Work instructions => Word for word, set down every line of the entries below from the line with "pub const DEFAULT_DATABASE_URL: &str" to the line with "pub struct AdminConfig", including both, and no other line.

**** Exercise materials ****

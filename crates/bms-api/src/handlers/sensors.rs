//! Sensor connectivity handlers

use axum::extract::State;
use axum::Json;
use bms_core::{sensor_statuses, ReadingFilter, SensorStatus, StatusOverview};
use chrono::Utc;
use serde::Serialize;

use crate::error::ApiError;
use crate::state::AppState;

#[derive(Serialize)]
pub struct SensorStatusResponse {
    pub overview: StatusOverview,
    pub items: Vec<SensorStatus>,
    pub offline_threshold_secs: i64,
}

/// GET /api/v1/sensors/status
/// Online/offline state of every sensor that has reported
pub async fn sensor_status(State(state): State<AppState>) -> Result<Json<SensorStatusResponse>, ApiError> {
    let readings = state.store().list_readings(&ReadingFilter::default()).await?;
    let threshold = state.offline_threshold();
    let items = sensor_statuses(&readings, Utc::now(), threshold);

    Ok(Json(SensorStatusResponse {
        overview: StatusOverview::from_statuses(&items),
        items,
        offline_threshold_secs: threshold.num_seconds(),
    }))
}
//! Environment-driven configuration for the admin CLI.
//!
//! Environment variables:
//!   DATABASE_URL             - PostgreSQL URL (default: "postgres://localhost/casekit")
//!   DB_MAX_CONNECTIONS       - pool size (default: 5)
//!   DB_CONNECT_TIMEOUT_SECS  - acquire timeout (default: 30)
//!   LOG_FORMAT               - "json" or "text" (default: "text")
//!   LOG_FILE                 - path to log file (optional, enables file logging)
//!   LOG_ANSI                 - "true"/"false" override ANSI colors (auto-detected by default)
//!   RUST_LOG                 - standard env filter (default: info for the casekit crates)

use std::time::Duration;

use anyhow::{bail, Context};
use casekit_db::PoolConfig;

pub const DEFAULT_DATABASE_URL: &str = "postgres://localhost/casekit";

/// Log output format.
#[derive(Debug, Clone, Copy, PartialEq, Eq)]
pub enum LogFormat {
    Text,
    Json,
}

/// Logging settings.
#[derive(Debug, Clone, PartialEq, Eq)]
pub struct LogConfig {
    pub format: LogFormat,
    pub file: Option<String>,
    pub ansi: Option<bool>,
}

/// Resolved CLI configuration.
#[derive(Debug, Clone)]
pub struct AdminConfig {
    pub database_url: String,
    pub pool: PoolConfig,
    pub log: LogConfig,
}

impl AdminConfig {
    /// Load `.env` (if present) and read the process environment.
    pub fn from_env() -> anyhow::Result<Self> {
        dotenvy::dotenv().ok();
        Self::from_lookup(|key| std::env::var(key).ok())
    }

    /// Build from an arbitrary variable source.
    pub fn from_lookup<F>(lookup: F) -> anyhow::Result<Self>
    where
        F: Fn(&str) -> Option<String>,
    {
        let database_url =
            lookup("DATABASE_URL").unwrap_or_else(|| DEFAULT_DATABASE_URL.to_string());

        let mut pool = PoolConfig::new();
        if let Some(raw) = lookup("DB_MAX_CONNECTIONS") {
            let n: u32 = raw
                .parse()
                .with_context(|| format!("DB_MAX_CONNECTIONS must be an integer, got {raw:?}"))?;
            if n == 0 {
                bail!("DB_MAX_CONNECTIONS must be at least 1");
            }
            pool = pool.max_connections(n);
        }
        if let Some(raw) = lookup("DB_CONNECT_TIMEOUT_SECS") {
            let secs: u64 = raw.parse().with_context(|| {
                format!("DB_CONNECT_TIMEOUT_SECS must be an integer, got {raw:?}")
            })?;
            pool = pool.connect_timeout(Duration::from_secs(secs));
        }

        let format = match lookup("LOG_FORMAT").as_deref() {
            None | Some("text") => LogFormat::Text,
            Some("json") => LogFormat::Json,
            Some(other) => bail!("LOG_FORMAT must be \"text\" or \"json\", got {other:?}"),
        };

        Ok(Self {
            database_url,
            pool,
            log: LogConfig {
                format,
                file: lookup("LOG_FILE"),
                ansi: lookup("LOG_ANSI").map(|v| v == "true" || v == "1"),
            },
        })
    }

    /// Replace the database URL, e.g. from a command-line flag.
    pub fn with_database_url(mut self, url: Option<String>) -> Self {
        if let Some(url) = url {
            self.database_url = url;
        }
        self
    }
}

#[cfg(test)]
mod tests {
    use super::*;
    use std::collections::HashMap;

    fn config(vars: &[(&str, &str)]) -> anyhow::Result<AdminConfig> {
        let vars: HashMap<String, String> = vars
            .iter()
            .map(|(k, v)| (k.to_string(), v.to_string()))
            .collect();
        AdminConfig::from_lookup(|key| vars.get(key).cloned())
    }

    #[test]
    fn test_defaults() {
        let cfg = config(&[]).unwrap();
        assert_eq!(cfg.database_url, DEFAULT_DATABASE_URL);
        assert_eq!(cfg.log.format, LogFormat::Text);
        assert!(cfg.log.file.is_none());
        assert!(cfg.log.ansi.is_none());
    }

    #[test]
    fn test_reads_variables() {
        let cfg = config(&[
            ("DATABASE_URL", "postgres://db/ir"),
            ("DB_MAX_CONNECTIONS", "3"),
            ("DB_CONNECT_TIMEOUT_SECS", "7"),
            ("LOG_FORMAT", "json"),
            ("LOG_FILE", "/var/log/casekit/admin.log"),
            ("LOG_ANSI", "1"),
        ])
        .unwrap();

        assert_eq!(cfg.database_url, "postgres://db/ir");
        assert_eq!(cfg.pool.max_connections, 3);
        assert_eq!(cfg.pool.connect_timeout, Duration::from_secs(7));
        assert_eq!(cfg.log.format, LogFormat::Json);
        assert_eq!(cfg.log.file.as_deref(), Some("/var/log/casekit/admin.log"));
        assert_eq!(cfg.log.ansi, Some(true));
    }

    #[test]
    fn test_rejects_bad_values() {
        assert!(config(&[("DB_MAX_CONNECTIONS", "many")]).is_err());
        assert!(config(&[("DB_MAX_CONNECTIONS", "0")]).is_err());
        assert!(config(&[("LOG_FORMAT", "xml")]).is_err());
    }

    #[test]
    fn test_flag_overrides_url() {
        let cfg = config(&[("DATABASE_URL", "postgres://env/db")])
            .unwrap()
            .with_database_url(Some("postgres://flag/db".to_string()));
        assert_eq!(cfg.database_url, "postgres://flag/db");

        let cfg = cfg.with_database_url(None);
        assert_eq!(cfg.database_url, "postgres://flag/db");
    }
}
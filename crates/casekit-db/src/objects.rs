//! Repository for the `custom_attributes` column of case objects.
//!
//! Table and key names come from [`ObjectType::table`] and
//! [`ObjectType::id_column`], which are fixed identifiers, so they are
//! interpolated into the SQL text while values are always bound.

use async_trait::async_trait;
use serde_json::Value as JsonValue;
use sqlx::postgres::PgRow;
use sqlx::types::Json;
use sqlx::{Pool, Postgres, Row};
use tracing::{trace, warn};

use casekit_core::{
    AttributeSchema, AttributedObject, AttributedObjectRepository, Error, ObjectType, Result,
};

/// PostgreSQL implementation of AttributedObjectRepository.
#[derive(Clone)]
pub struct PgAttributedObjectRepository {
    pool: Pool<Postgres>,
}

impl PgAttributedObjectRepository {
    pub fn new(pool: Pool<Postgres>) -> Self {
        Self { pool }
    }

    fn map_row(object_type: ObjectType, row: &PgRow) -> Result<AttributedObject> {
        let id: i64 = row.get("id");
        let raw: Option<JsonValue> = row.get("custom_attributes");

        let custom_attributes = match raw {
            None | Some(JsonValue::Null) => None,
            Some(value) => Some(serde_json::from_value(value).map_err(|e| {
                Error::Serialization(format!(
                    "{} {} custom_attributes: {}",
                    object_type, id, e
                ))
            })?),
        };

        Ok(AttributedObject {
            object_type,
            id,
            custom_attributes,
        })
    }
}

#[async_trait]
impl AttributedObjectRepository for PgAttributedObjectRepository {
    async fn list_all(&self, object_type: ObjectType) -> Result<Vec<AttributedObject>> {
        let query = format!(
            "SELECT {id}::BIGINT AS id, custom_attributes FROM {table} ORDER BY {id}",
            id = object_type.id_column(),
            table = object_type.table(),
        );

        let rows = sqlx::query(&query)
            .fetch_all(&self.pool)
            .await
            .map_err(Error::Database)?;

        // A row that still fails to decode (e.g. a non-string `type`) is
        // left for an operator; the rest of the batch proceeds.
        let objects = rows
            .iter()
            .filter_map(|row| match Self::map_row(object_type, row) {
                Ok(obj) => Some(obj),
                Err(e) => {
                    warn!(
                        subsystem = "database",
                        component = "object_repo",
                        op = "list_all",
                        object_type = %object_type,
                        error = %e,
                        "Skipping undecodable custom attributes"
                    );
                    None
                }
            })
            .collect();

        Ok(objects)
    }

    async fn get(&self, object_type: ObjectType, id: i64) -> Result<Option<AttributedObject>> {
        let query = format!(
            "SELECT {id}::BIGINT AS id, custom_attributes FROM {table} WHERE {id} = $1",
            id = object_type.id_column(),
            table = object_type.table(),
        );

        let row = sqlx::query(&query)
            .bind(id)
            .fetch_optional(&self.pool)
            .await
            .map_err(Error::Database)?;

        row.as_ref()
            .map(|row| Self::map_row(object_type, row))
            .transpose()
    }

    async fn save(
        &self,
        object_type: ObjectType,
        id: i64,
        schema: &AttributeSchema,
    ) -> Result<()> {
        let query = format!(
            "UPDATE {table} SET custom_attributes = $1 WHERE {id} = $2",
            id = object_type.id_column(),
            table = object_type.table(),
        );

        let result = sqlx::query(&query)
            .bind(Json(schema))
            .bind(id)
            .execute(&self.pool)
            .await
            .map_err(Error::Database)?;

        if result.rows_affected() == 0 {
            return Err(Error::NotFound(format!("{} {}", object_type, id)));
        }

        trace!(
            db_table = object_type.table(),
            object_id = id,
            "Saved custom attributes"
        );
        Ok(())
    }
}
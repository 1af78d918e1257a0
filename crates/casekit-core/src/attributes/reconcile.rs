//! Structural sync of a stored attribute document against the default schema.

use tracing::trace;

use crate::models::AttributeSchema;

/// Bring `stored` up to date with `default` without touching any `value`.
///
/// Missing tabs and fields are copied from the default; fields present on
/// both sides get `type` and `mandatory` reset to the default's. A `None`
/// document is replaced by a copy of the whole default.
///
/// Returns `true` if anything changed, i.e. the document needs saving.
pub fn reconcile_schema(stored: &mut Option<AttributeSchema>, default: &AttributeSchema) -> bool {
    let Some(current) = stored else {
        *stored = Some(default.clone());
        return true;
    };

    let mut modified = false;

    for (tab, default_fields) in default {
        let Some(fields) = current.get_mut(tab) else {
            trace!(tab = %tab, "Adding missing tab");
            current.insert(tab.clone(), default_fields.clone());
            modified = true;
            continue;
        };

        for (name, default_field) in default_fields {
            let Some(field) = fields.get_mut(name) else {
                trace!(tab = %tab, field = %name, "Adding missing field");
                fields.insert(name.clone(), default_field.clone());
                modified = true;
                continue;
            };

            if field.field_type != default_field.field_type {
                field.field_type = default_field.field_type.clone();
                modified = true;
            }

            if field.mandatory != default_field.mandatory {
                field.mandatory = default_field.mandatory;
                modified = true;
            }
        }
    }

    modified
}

****

Task response =>
pub const DEFAULT_DATABASE_URL: &str = "postgres://localhost/casekit";

/// Log output format.
#[derive(Debug, Clone, Copy, PartialEq, Eq)]
pub enum LogFormat {
    Text,
    Json,
}

/// Logging settings.
#[derive(Debug, Clone, PartialEq, Eq)]
pub struct LogConfig {
    pub format: LogFormat,
    pub file: Option<String>,
    pub ansi: Option<bool>,
}

/// Resolved CLI configuration.
#[derive(Debug, Clone)]
pub struct AdminConfig {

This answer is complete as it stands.